## Exercise details
Scan the entries for lines with the word "outside" and copy those lines.

## Given data
——
impl VCSolver {
    /// Picks the branch vertex and returns it with its residual degree.
    fn choose_branch_vertex(&mut self) -> (usize, usize) {
        match self.params.branching {
            BranchRule::Random => {
                let mut skip = self.rng.gen_range(0..self.remaining);
                let mut v = usize::MAX;
                for i in 0..self.n {
                    if self.assignment[i] < 0 {
                        if skip == 0 {
                            v = i;
                            break;
                        }
                        skip -= 1;
                    }
                }
                let d = self.deg(v);
                (v, d)
            }
            BranchRule::MinDegree => {
                let mut v = usize::MAX;
                let mut v_degree = self.n + 1;
                for u in 0..self.n {
                    if self.assignment[u] < 0 {
                        let d = self.deg(u);
                        if d < v_degree {
                            v = u;
                            v_degree = d;
                        }
                    }
                }
                (v, v_degree)
            }
            BranchRule::MaxDegree => {
                // Highest degree, ties broken by the sparsest neighborhood:
                // fewer internal edges mean the exclusion child forces more.
                let mut v = usize::MAX;
                let mut v_degree: isize = -1;
                let mut min_edges = 0i64;
                for u in 0..self.n {
                    if self.assignment[u] < 0 {
                        let d = self.deg(u) as isize;
                        if v_degree > d {
                            continue;
                        }
                        let mut e = 0i64;
                        self.used.clear();
                        for i in 0..self.adj[u].len() {
                            let w = self.adj[u][i];
                            if self.assignment[w] < 0 {
                                self.used.add(w);
                            }
                        }
                        for i in 0..self.adj[u].len() {
                            let w = self.adj[u][i];
                            if self.assignment[w] < 0 {
                                for j in 0..self.adj[w].len() {
                                    let w2 = self.adj[w][j];
                                    if self.assignment[w2] < 0 && self.used.contains(w2) {
                                        e += 1;
                                    }
                                }
                            }
                        }
                        if v_degree < d || min_edges > e {
                            v_degree = d;
                            min_edges = e;
                            v = u;
                        }
                    }
                }
                (v, v_degree as usize)
            }
        }
    }

    /// Mirrors of `v`: vertices at distance two whose removal from
    /// consideration is free because N(v) \ N(w) induces a clique. They can
    /// join the cover together with `v` without losing optimality.
    fn find_mirrors(&mut self, v: usize, v_degree: usize) -> Vec<usize> {
        let mut mirrors = Vec::new();
        let mut ps = vec![-2isize; self.n];
        self.used.clear();
        self.used.add(v);
        for i in 0..self.adj[v].len() {
            let u = self.adj[v][i];
            if self.assignment[u] < 0 {
                self.used.add(u);
                ps[u] = -1;
            }
        }
        for i in 0..self.adj[v].len() {
            let u = self.adj[v][i];
            if self.assignment[u] >= 0 {
                continue;
            }
            for j in 0..self.adj[u].len() {
                let w = self.adj[u][j];
                if self.assignment[w] < 0 && self.used.add(w) {
                    // Mark N(v) ∩ N(w) with w; unmarked neighbors of v form
                    // N(v) \ N(w).
                    let mut outside = v_degree as isize;
                    for k in 0..self.adj[w].len() {
                        let z = self.adj[w][k];
                        if self.assignment[z] < 0 && ps[z] != -2 {
                            ps[z] = w as isize;
                            outside -= 1;
                        }
                    }
                    let mut ok = true;
                    for k in 0..self.adj[v].len() {
                        let u2 = self.adj[v][k];
                        if self.assignment[u2] < 0 && ps[u2] != w as isize {
                            let mut inside = 0isize;
                            for l in 0..self.adj[u2].len() {
                                let w2 = self.adj[u2][l];
                                if self.assignment[w2] < 0
                                    && ps[w2] != -2
                                    && ps[w2] != w as isize
                                {
                                    inside += 1;
                                }
                            }
                            if inside != outside - 1 {
                                ok = false;
                                break;
                            }
                        }
                    }
                    if ok {
                        mirrors.push(w);
                    }
                }
            }
        }
        mirrors
    }

    /// Branches on the chosen vertex: first the cover child (with mirrors),
    /// then the exclusion child. All node-local state is saved before the
    /// first child and restored between and after the children.
    pub(crate) fn branching(&mut self) {
        let old_lb = self.lb;
        let old_lb_type = self.lb_type;
        let (v, v_degree) = self.choose_branch_vertex();
        let mirrors = self.find_mirrors(v, v_degree);
        let saved_remaining = self.remaining;
        let saved_packing = self.packing.len();

        if self.params.packing {
            let members: Vec<usize> = self.adj[v]
                .iter()
                .copied()
                .filter(|&u| self.assignment[u] < 0)
                .collect();
            let bound = if mirrors.is_empty() { 1 } else { 2 };
            self.packing.push(PackingConstraint { bound, members });
        }
        self.set(v, 1);
        for &m in &mirrors {
            self.set(m, 1);
        }
        self.depth += 1;
        self.rec();
        self.packing.truncate(saved_packing);
        self.lb = old_lb;
        self.lb_type = old_lb_type;
        self.depth -= 1;
        self.restore_to(saved_remaining);

        if self.lb >= self.optimal_value {
            self.stats.lb_hits[self.lb_type.index()] += 1;
            self.stats.left_cuts += 1;
            return;
        }
        self.stats.branchings += 1;

        if mirrors.is_empty() {
            self.used.clear();
            self.used.add(v);
            for i in 0..self.adj[v].len() {
                let u = self.adj[v][i];
                if self.assignment[u] < 0 {
                    self.used.add(u);
                }
            }
            if self.params.packing {
                // Excluding v forces N(v) into the cover; each forced vertex
                // must still pay for itself outside N[v].
                let mut touched = vec![-1isize; self.n];
                for i in 0..self.adj[v].len() {
                    let u = self.adj[v][i];
                    if self.assignment[u] >= 0 {
                        continue;
                    }
                    let mut members: Vec<usize> = Vec::new();
                    for j in 0..self.adj[u].len() {
                        let w = self.adj[u][j];
                        if self.assignment[w] < 0 && !self.used.contains(w) {
                            members.push(w);
                            touched[w] = u as isize;
                        }
                    }
                    if members.is_empty() {
                        continue;
                    }
                    let mut bound = 1;
                    // A witness inside N[v] whose whole residual neighborhood
                    // is u plus u's private neighbors tightens the bound.
                    for j in 0..self.adj[members[0]].len() {
                        let u2 = self.adj[members[0]][j];
                        if self.assignment[u2] < 0 && self.used.contains(u2) && u2 != u {
                            let mut hits = 0isize;
                            for l in 0..self.adj[u2].len() {
                                let w = self.adj[u2][l];
                                if self.assignment[w] < 0 {
                                    if touched[w] == u as isize {
                                        hits += 1;
                                    } else if w == u || !self.used.contains(w) {
                                        hits = -1;
                                        break;
                                    }
                                }
                            }
                            if hits == members.len() as isize {
                                bound = 2;
                                break;
                            }
                        }
                    }
                    self.packing.push(PackingConstraint { bound, members });
                }
            }
        }
        self.set(v, 0);
        self.depth += 1;
        self.rec();
        self.packing.truncate(saved_packing);
        self.lb = old_lb;
        self.lb_type = old_lb_type;
        self.depth -= 1;
        self.restore_to(saved_remaining);
    }
}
——
## Task response
                    let mut outside = v_degree as isize;
                            outside -= 1;
                            if inside != outside - 1 {
                // must still pay for itself outside N[v].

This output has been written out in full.